New US and EU Bans on Russia Will Impact Several Major Industries
According to Reuters, “Leaders of the United States and major European powers agreed in a teleconference on Monday [July 28] to impose sanctions on Russia’s banking, technology, and arms sectors. The U.S. Treasury imposed sanctions on more Russian banks, targeting VTB, the Bank of Moscow, and the Russian Agriculture Bank, as well as the United Shipbuilding Corp.”One telling sanction includes an arms embargo. It prohibits any technology that could eventually be used by the Russian military. This sanction and others come on the tail of reported allegations that Vladimir Putin helped arm rebel protestors.
Analysts believe the hardest blow, however, could land on western energy investors. Companies such as BP, ExxonMobil, Shell, and Statoil have major ties to Russia and the recent embargos could degrade the odd 10.5m barrels of oil produced per day.
Bloomberg News reports, “As violence escalates in eastern Ukraine between government and separatist forces, the EU yesterday sought to punish Russia for its involvement by restricting exports of deep-sea drilling and shale-fracturing technologies. The U.S. followed suit, with President Barack Obama announcing a block on specific goods and technologies exported to the Russian energy sector.”
Additionally, economists believe the far-reaching sanctions could primarily affect businesses in the EU. London banks and German manufacturing firms, in general, may face some loss due in part to a large Russian customer base.
However, officials are hopeful the sanctions will impact Russia more; expectantly, the harsh bans should awaken Moscow representatives to their crisis.
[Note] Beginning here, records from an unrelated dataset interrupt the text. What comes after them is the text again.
//! Transcript display component.

use ratatui::{
    prelude::*,
    widgets::{Block, BorderType, Borders, Paragraph, Wrap},
};

use ragdeck_core::session::Message;
use ragdeck_core::Transcript;

use crate::tui::app::App;

const INDENT: &str = "       ";
const CURSOR: &str = "▌";

/// Render the transcript.
pub fn render(app: &App, frame: &mut Frame, area: Rect) {
    let title = format!(" Chat ({} mode) ", app.mode);
    render_transcript(frame, area, title, &app.transcript, app.scroll_offset);
}

/// Draw the transcript anchored to its newest row. `scroll_offset` counts
/// wrapped rows up from the bottom.
fn render_transcript(
    frame: &mut Frame,
    area: Rect,
    title: String,
    transcript: &Transcript,
    scroll_offset: usize,
) {
    let block = Block::default()
        .title(title)
        .borders(Borders::ALL)
        .border_type(BorderType::Rounded)
        .border_style(Style::default().fg(Color::DarkGray));

    let inner_area = block.inner(area);
    frame.render_widget(block, area);

    let mut lines: Vec<Line> = Vec::new();
    for (i, msg) in transcript.messages().iter().enumerate() {
        if i > 0 {
            lines.push(Line::default());
        }
        lines.extend(message_lines(msg));
    }

    let paragraph = Paragraph::new(lines).wrap(Wrap { trim: false });

    let total_rows = paragraph.line_count(inner_area.width);
    let bottom = total_rows.saturating_sub(inner_area.height as usize);
    let top = bottom.saturating_sub(scroll_offset).min(u16::MAX as usize) as u16;

    frame.render_widget(paragraph.scroll((top, 0)), inner_area);
}

fn message_lines(msg: &Message) -> Vec<Line<'_>> {
    let user_style = Style::default().fg(Color::Cyan).add_modifier(Modifier::BOLD);
    let answer_prefix = Style::default().fg(Color::Green).add_modifier(Modifier::BOLD);
    let answer_style = if msg.is_failed() {
        Style::default().fg(Color::Red)
    } else {
        Style::default().fg(Color::White)
    };

    let mut lines = vec![Line::from(vec![
        Span::styled("[you] ", user_style),
        Span::styled(msg.query.as_str(), Style::default().fg(Color::White)),
        Span::styled(
            format!("  {}", msg.timestamp.format("%H:%M:%S")),
            Style::default().fg(Color::DarkGray),
        ),
    ])];

    for (i, text) in msg.lines.iter().enumerate() {
        let prefix = if i == 0 {
            Span::styled("[rag] ", answer_prefix)
        } else {
            Span::raw(INDENT)
        };
        lines.push(Line::from(vec![prefix, Span::styled(text.as_str(), answer_style)]));
    }

    if msg.streaming {
        let cursor = Span::styled(CURSOR, Style::default().fg(Color::Green));
        match lines.last_mut() {
            Some(last) if !msg.lines.is_empty() => last.push_span(cursor),
            _ => lines.push(Line::from(vec![Span::styled("[rag] ", answer_prefix), cursor])),
        }
    }

    if let Some(error) = &msg.error {
        lines.push(Line::from(vec![
            Span::styled("[err] ", Style::default().fg(Color::Red).add_modifier(Modifier::BOLD)),
            Span::styled(error.as_str(), Style::default().fg(Color::Red)),
        ]));
    }

    if let Some(total) = msg.metrics.and_then(|m| m.total) {
        lines.push(Line::styled(
            format!("{INDENT}answered in {:.2}s", total.as_secs_f64()),
            Style::default().fg(Color::DarkGray),
        ));
    }

    lines
}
The Guardian notes, “The latest round of EU sanctions against Russia is designed “to hurt Russia more than it hurts us,” according to the foreign secretary Philip Hammond. With trade between Europe and Russia worth 10 times more than US trade with Russia, European Union leaders are treading a fine line between sanctions that will influence Moscow while not damaging their own economies – many of which are still emerging from the Eurozone crisis.”